Lautenberg dedicated years to crafting a bill that would finally fix TSCA. In 2012, shortly before he passed away, Lautenberg and Vitter announced a bipartisan agreement. After Lautenberg's death, Udall took up Lautenberg's efforts and strengthened the bill. Their legislation would require EPA to consider only the health and safety impacts of a chemical - never the cost or burden to manufacturers - when assessing chemicals for safety. It ensures consideration of those most vulnerable from chemicals - defined in the bill as pregnant women, infants, the elderly and chemical workers. It sets a new fee so chemical companies will bear a larger share of the cost of evaluating and regulating chemicals. And it provides certainty in the law about when states may step in if EPA does not act to regulate or ban dangerous chemicals.
Details of the agreement with Markey and Durbin:
-Increases the $18 million per year funding cap for industry TSCA Fees to $25 million per year, and creates a process to ensure sufficient resources to defray 25 percent of EPA’s chemical safety program costs
-Sets a mandatory compliance deadline of four years for industry compliance with EPA regulations (and allows an extension of up to 18 months if EPA determines that the deadline is technologically or economically infeasible)
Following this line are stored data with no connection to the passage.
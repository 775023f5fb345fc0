//! Wavelength independent (constant) refractive index model
use serde::{Deserialize, Serialize};
use uom::si::f64::Length;

use super::RefractiveIndex;
use crate::error::{LenstraceError, LtResult};

/// A trivial dispersion model returning a constant refractive index.
#[derive(Clone, Serialize, Deserialize, Debug, PartialEq)]
pub struct RefrIndexConst {
    refractive_index: f64,
}
impl RefrIndexConst {
    /// Create a new [`RefrIndexConst`] model.
    ///
    /// # Errors
    ///
    /// This function will return an error if the given refractive index is < 1.0 or not finite.
    pub fn new(refractive_index: f64) -> LtResult<Self> {
        if refractive_index < 1.0 || !refractive_index.is_finite() {
            return Err(LenstraceError::Material(
                "refractive index must be >= 1.0 and finite".into(),
            ));
        }
        Ok(Self { refractive_index })
    }
}
impl Default for RefrIndexConst {
    /// Vacuum / air: index 1.0
    fn default() -> Self {
        Self {
            refractive_index: 1.0,
        }
    }
}
impl RefractiveIndex for RefrIndexConst {
    fn get_refractive_index(&self, _wavelength: Length) -> LtResult<f64> {
        Ok(self.refractive_index)
    }
}
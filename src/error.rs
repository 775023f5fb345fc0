#![warn(missing_docs)]
//! Lenstrace specific error structures
use std::{error::Error, fmt::Display};

/// Lenstrace application specific Result type
pub type LtResult<T> = std::result::Result<T, LenstraceError>;

/// Errors that can be returned by various lenstrace functions.
#[derive(Debug, PartialEq, Eq, Clone)]
pub enum LenstraceError {
    /// violation of a structural invariant of an [`OpticalSystem`](crate::system::OpticalSystem)
    /// (missing object / image element, invalid stop index, negative distance, ...)
    Structural(String),
    /// errors while resolving a material or evaluating a refractive index model
    Material(String),
    /// errors while parsing an external prescription format
    Parse(String),
    /// pupil aiming did not converge within the iteration budget
    Aim(String),
    /// runtime errors during a paraxial or geometric analysis
    Analysis(String),
    /// errors not falling in one of the categories above
    Other(String),
}

impl Display for LenstraceError {
    fn fmt(&self, f: &mut std::fmt::Formatter<'_>) -> std::fmt::Result {
        match self {
            Self::Structural(m) => write!(f, "Structural:{m}"),
            Self::Material(m) => write!(f, "Material:{m}"),
            Self::Parse(m) => write!(f, "Parse:{m}"),
            Self::Aim(m) => write!(f, "Aim:{m}"),
            Self::Analysis(m) => write!(f, "Analysis:{m}"),
            Self::Other(m) => write!(f, "Lenstrace Error:Other:{m}"),
        }
    }
}
impl Error for LenstraceError {}

impl std::convert::From<String> for LenstraceError {
    fn from(msg: String) -> Self {
        Self::Other(msg)
    }
}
-Clarifies and simplifies the process for state waivers from preemption and state co-enforcement of federal chemical safety regulations
-Expedites regulatory action on EPA’s TSCA Work Plan chemicals (the 90 chemicals EPA has identified as having the highest potential for exposure and hazard) from the seven years the bill currently allows to generally five years for these chemicals.
-Adds assurances for mandatory protections for vulnerable populations, such as pregnant women, children and workers
-Includes other improvements to the bill's provisions to ensure:
exposure to PBTs is reduced as much as practicable;
parity for judicial review of EPA actions;
EPA has to disclose the information it used to make prioritization decisions; and
improvements to provisions allowing access to CBI for medical professionals and first responders.